-- WORK TO BE COMPLETED --
Could you return the lines below exactly, from the first line up to and including the line that holds "than buffer more."?

==== DATASET CONTENT ====

//! Generation Streamer: ordered fragment delivery with timing and token
//! accounting.
//!
//! A [`GenerationStreamer`] wraps an open chunk stream from the generation
//! service and pulls fragments under an overall deadline. The session's
//! request call is the `Idle → Requesting` leg of the state machine; a
//! streamer is only constructed once the request was accepted, so it starts
//! in [`StreamState::Streaming`].
//!
//! [`forward`] pumps a streamer into a bounded channel so fragments reach
//! the caller as soon as they arrive — never accumulated — and the pump
//! stops (releasing the upstream connection) the moment the caller hangs
//! up.

use std::time::Duration;

use futures::StreamExt;
use llm_service::{GenStream, Generated, LlmError};
use tokio::sync::mpsc;
use tracing::{info, warn};

use crate::candidate::GenerationStats;
use crate::error::{AnswerError, map_generation_error};

/// Bound on unconsumed fragments; the pump blocks rather than buffer more.
const FRAGMENT_CHANNEL_CAP: usize = 32;

/// Token-count heuristic used when the generation service does not report
/// its own counters: whitespace-delimited words × 2 (the corpus averages
/// ~0.5 English words per token).
pub fn approx_tokens(text: &str) -> u64 {
    text.split_whitespace().count() as u64 * 2
}

/// Generation service contract used by the session: one batch call and one
/// streaming call. Implemented by [`llm_service::OllamaService`]; tests
/// substitute fakes.
pub trait GenerationBackend: Send + Sync {
    fn generate<'a>(
        &'a self,
        prompt: &'a str,
    ) -> std::pin::Pin<
        Box<dyn std::future::Future<Output = Result<Generated, LlmError>> + Send + 'a>,
    >;

    fn generate_stream<'a>(
        &'a self,
        prompt: &'a str,
    ) -> std::pin::Pin<
        Box<dyn std::future::Future<Output = Result<GenStream, LlmError>> + Send + 'a>,
    >;
}

impl GenerationBackend for llm_service::OllamaService {
    fn generate<'a>(
        &'a self,
        prompt: &'a str,
    ) -> std::pin::Pin<
        Box<dyn std::future::Future<Output = Result<Generated, LlmError>> + Send + 'a>,
    > {
        Box::pin(llm_service::OllamaService::generate(self, prompt))
    }

    fn generate_stream<'a>(
        &'a self,
        prompt: &'a str,
    ) -> std::pin::Pin<
        Box<dyn std::future::Future<Output = Result<GenStream, LlmError>> + Send + 'a>,
    > {
        Box::pin(llm_service::OllamaService::generate_stream(self, prompt))
    }
}

/// Streamer lifecycle once the generation request was accepted.
#[derive(Clone, Copy, Debug, PartialEq, Eq)]
pub enum StreamState {
    /// Fragments are being pulled from the service.
    Streaming,
    /// The service closed the stream normally.
    Completed,
    /// Deadline exceeded or the service errored; surfaced to the caller.
    Failed,
    /// The caller hung up; emitted fragments stand, nothing more is pulled.
    Cancelled,
}

/// Pulls fragments from an open generation stream under a deadline,
/// accumulating token counters as chunks arrive.
pub struct GenerationStreamer {
    source: GenStream,
    state: StreamState,
    timeout: Duration,
    deadline: tokio::time::Instant,
    heuristic_generated: u64,
    reported_generated: Option<u64>,
    reported_prompt: Option<u64>,
}

impl GenerationStreamer {
    /// Wraps an accepted stream; the deadline covers the whole stream, not
    /// each fragment.
    pub fn new(source: GenStream, timeout: Duration) -> Self {
        Self {
            source,
            state: StreamState::Streaming,
            timeout,
            deadline: tokio::time::Instant::now() + timeout,
            heuristic_generated: 0,
            reported_generated: None,
            reported_prompt: None,
        }
    }

    pub fn state(&self) -> StreamState {
        self.state
    }

    /// Stops pulling; already-emitted fragments are not retracted. Dropping
    /// the streamer closes the upstream connection.
    pub fn cancel(&mut self) {
        self.state = StreamState::Cancelled;
    }

    /// Next text fragment in arrival order; `None` once the stream is done
    /// (or was cancelled/failed earlier).
    ///
    /// Malformed chunks are logged and skipped. A deadline hit yields
    /// [`AnswerError::GenerationTimeout`]; a service error yields
    /// [`AnswerError::GenerationUnavailable`]. Both are terminal.
    pub async fn next_fragment(&mut self) -> Option<Result<String, AnswerError>> {
        if self.state != StreamState::Streaming {
            return None;
        }

        loop {
            match tokio::time::timeout_at(self.deadline, self.source.next()).await {
                Err(_) => {
                    self.state = StreamState::Failed;
                    return Some(Err(AnswerError::GenerationTimeout(self.timeout)));
                }
                Ok(None) => {
                    self.state = StreamState::Completed;
                    return None;
                }
                Ok(Some(Ok(chunk))) => {
                    if let Some(n) = chunk.eval_count {
                        self.reported_generated = Some(n);
                    }
                    if let Some(n) = chunk.prompt_eval_count {
                        self.reported_prompt = Some(n);
                    }

                    if chunk.response.is_empty() {
                        if chunk.done {
                            self.state = StreamState::Completed;
                            return None;
                        }
                        continue;
                    }

                    self.heuristic_generated += approx_tokens(&chunk.response);
                    if chunk.done {
                        self.state = StreamState::Completed;
                    }
                    return Some(Ok(chunk.response));
                }
                Ok(Some(Err(LlmError::Decode(e)))) => {
                    warn!("malformed stream chunk skipped: {e}");
                }
                Ok(Some(Err(e))) => {
                    self.state = StreamState::Failed;
                    return Some(Err(map_generation_error(e, self.timeout)));
                }
            }
        }
    }

    /// Generated-token count: service-reported when available, otherwise
    /// the accumulated heuristic.
    pub fn generated_tokens(&self) -> u64 {
        self.reported_generated.unwrap_or(self.heuristic_generated)
    }

    /// Prompt-token count as reported by the service, if it was.
    pub fn reported_prompt_tokens(&self) -> Option<u64> {
        self.reported_prompt
    }
}

/// Timing context carried from the session into stats finalization.
pub(crate) struct StatsSeed {
    pub retrieval_seconds: f64,
    pub prompt_tokens_estimate: u64,
    pub query_start: std::time::Instant,
    pub generation_start: std::time::Instant,
}

impl StatsSeed {
    pub(crate) fn finalize(&self, streamer: &GenerationStreamer) -> GenerationStats {
        GenerationStats {
            retrieval_seconds: self.retrieval_seconds,
            generation_seconds: self.generation_start.elapsed().as_secs_f64(),
            total_seconds: self.query_start.elapsed().as_secs_f64(),
            prompt_tokens: streamer
                .reported_prompt_tokens()
                .unwrap_or(self.prompt_tokens_estimate),
            generated_tokens: streamer.generated_tokens(),
        }
    }
}

/// Incremental answer handle: an ordered stream of text fragments.
///
/// Backed by a bounded channel; implements [`futures::Stream`] so the HTTP
/// layer can hand it straight to a response body.
pub struct AnswerStream {
    rx: mpsc::Receiver<Result<String, AnswerError>>,
}

impl AnswerStream {
    /// Next fragment, `None` once the stream is closed.
    pub async fn next_fragment(&mut self) -> Option<Result<String, AnswerError>> {
        self.rx.recv().await
    }
}

impl futures::Stream for AnswerStream {
    type Item = Result<String, AnswerError>;

    fn poll_next(
        mut self: std::pin::Pin<&mut Self>,
        cx: &mut std::task::Context<'_>,
    ) -> std::task::Poll<Option<Self::Item>> {
        self.rx.poll_recv(cx)
    }
}

/// Spawns the pump task that forwards fragments from `streamer` to the
/// returned [`AnswerStream`] in arrival order.
///
/// Each fragment is sent as soon as it is pulled. When the receiver is
/// dropped the pump cancels the streamer and stops; when the stream ends
/// (normally or on error) the finalized stats are logged.
pub(crate) fn forward(mut streamer: GenerationStreamer, seed: StatsSeed) -> AnswerStream {
    let (tx, rx) = mpsc::channel(FRAGMENT_CHANNEL_CAP);

    tokio::spawn(async move {
        loop {
            match streamer.next_fragment().await {
                Some(item) => {
                    let terminal = item.is_err();
                    if tx.send(item).await.is_err() {
                        streamer.cancel();
                        break;
                    }
                    if terminal {
                        break;
                    }
                }
                None => break,
            }
        }

        let stats = seed.finalize(&streamer);
        info!(
            state = ?streamer.state(),
            retrieval_s = format!("{:.2}", stats.retrieval_seconds),
            generation_s = format!("{:.2}", stats.generation_seconds),
            total_s = format!("{:.2}", stats.total_seconds),
            prompt_tokens = stats.prompt_tokens,
            generated_tokens = stats.generated_tokens,
            "generation stream closed"
        );
    });

    AnswerStream { rx }
}

#[cfg(test)]
mod tests {
    use super::*;
    use llm_service::GenChunk;
    use std::time::Instant;

    fn chunk(text: &str) -> Result<GenChunk, LlmError> {
        Ok(GenChunk {
            response: text.into(),
            done: false,
            eval_count: None,
            prompt_eval_count: None,
        })
    }

    fn final_chunk(eval: u64, prompt: u64) -> Result<GenChunk, LlmError> {
        Ok(GenChunk {
            response: String::new(),
            done: true,
            eval_count: Some(eval),
            prompt_eval_count: Some(prompt),
        })
    }

    fn source(items: Vec<Result<GenChunk, LlmError>>) -> GenStream {
        Box::pin(futures::stream::iter(items))
    }

    #[tokio::test]
    async fn fragments_arrive_in_production_order() {
        let mut streamer = GenerationStreamer::new(
            source(vec![chunk("Hel"), chunk("lo"), chunk(" world"), final_chunk(12, 40)]),
            Duration::from_secs(5),
        );

        let mut out = String::new();
        while let Some(item) = streamer.next_fragment().await {
            out.push_str(&item.unwrap());
        }

        assert_eq!(out, "Hello world");
        assert_eq!(streamer.state(), StreamState::Completed);
        assert_eq!(streamer.generated_tokens(), 12);
        assert_eq!(streamer.reported_prompt_tokens(), Some(40));
    }

    #[tokio::test]
    async fn malformed_chunk_is_skipped_not_fatal() {
        let mut streamer = GenerationStreamer::new(
            source(vec![
                chunk("first"),
                Err(LlmError::Decode("broken line".into())),
                chunk("second"),
            ]),
            Duration::from_secs(5),
        );

        assert_eq!(streamer.next_fragment().await.unwrap().unwrap(), "first");
        assert_eq!(streamer.next_fragment().await.unwrap().unwrap(), "second");
        assert!(streamer.next_fragment().await.is_none());
        assert_eq!(streamer.state(), StreamState::Completed);
    }

    #[tokio::test]
    async fn heuristic_counts_when_service_reports_nothing() {
        let mut streamer = GenerationStreamer::new(
            source(vec![chunk("three plain words")]),
            Duration::from_secs(5),
        );
        while streamer.next_fragment().await.is_some() {}
        assert_eq!(streamer.generated_tokens(), 6);
    }

    #[tokio::test(start_paused = true)]
    async fn deadline_exceeded_fails_with_timeout() {
        let mut streamer = GenerationStreamer::new(
            Box::pin(futures::stream::pending()),
            Duration::from_secs(3),
        );

        let item = streamer.next_fragment().await.unwrap();
        assert!(matches!(item, Err(AnswerError::GenerationTimeout(_))));
        assert_eq!(streamer.state(), StreamState::Failed);
        assert!(streamer.next_fragment().await.is_none());
    }

    #[tokio::test]
    async fn service_error_fails_as_unavailable() {
        let mut streamer = GenerationStreamer::new(
            source(vec![
                chunk("partial"),
                Err(LlmError::InvalidEndpoint("gone".into())),
            ]),
            Duration::from_secs(5),
        );

        assert_eq!(streamer.next_fragment().await.unwrap().unwrap(), "partial");
        let item = streamer.next_fragment().await.unwrap();
        assert!(matches!(item, Err(AnswerError::GenerationUnavailable(_))));
        assert_eq!(streamer.state(), StreamState::Failed);
    }

    #[tokio::test]
    async fn forward_preserves_order_into_the_channel() {
        let streamer = GenerationStreamer::new(
            source(vec![chunk("a"), chunk("b"), chunk("c"), final_chunk(3, 9)]),
            Duration::from_secs(5),
        );
        let seed = StatsSeed {
            retrieval_seconds: 0.1,
            prompt_tokens_estimate: 20,
            query_start: Instant::now(),
            generation_start: Instant::now(),
        };

        let mut stream = forward(streamer, seed);
        let mut got = Vec::new();
        while let Some(item) = stream.next_fragment().await {
            got.push(item.unwrap());
        }
        assert_eq!(got, vec!["a", "b", "c"]);
    }

    #[test]
    fn approx_tokens_doubles_word_count() {
        assert_eq!(approx_tokens(""), 0);
        assert_eq!(approx_tokens("one two three"), 6);
    }
}
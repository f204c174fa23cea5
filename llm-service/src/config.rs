//! Universal model configuration shared by generation and embedding calls.

/// Configuration for a single Ollama model invocation.
///
/// One instance describes one (endpoint, model) pair plus sampling knobs.
/// Generation and embedding typically use two different instances, since
/// embedding models are dedicated.
///
/// # Examples
///
/// ```
/// use llm_service::LlmModelConfig;
///
/// let cfg = LlmModelConfig {
///     model: "gemma:2b".to_string(),
///     endpoint: "http://localhost:11434".to_string(),
///     max_tokens: Some(350),
///     temperature: Some(0.2),
///     top_p: None,
///     timeout_secs: Some(600),
/// };
/// assert_eq!(cfg.model, "gemma:2b");
/// ```
#[derive(Debug, Clone)]
pub struct LlmModelConfig {
    /// Model identifier string (e.g., `"gemma:2b"`, `"nomic-embed-text"`).
    pub model: String,

    /// Inference endpoint base URL (e.g., `http://localhost:11434`).
    pub endpoint: String,

    /// Maximum number of tokens to generate (`num_predict`).
    pub max_tokens: Option<u32>,

    /// Sampling temperature (0.0 = deterministic).
    pub temperature: Option<f32>,

    /// Nucleus sampling parameter.
    pub top_p: Option<f32>,

    /// Optional request timeout (in seconds).
    pub timeout_secs: Option<u64>,
}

====

-- SOLUTION FOR THIS PROBLEM --
//! Generation Streamer: ordered fragment delivery with timing and token
//! accounting.
//!
//! A [`GenerationStreamer`] wraps an open chunk stream from the generation
//! service and pulls fragments under an overall deadline. The session's
//! request call is the `Idle → Requesting` leg of the state machine; a
//! streamer is only constructed once the request was accepted, so it starts
//! in [`StreamState::Streaming`].
//!
//! [`forward`] pumps a streamer into a bounded channel so fragments reach
//! the caller as soon as they arrive — never accumulated — and the pump
//! stops (releasing the upstream connection) the moment the caller hangs
//! up.

use std::time::Duration;

use futures::StreamExt;
use llm_service::{GenStream, Generated, LlmError};
use tokio::sync::mpsc;
use tracing::{info, warn};

use crate::candidate::GenerationStats;
use crate::error::{AnswerError, map_generation_error};

/// Bound on unconsumed fragments; the pump blocks rather than buffer more.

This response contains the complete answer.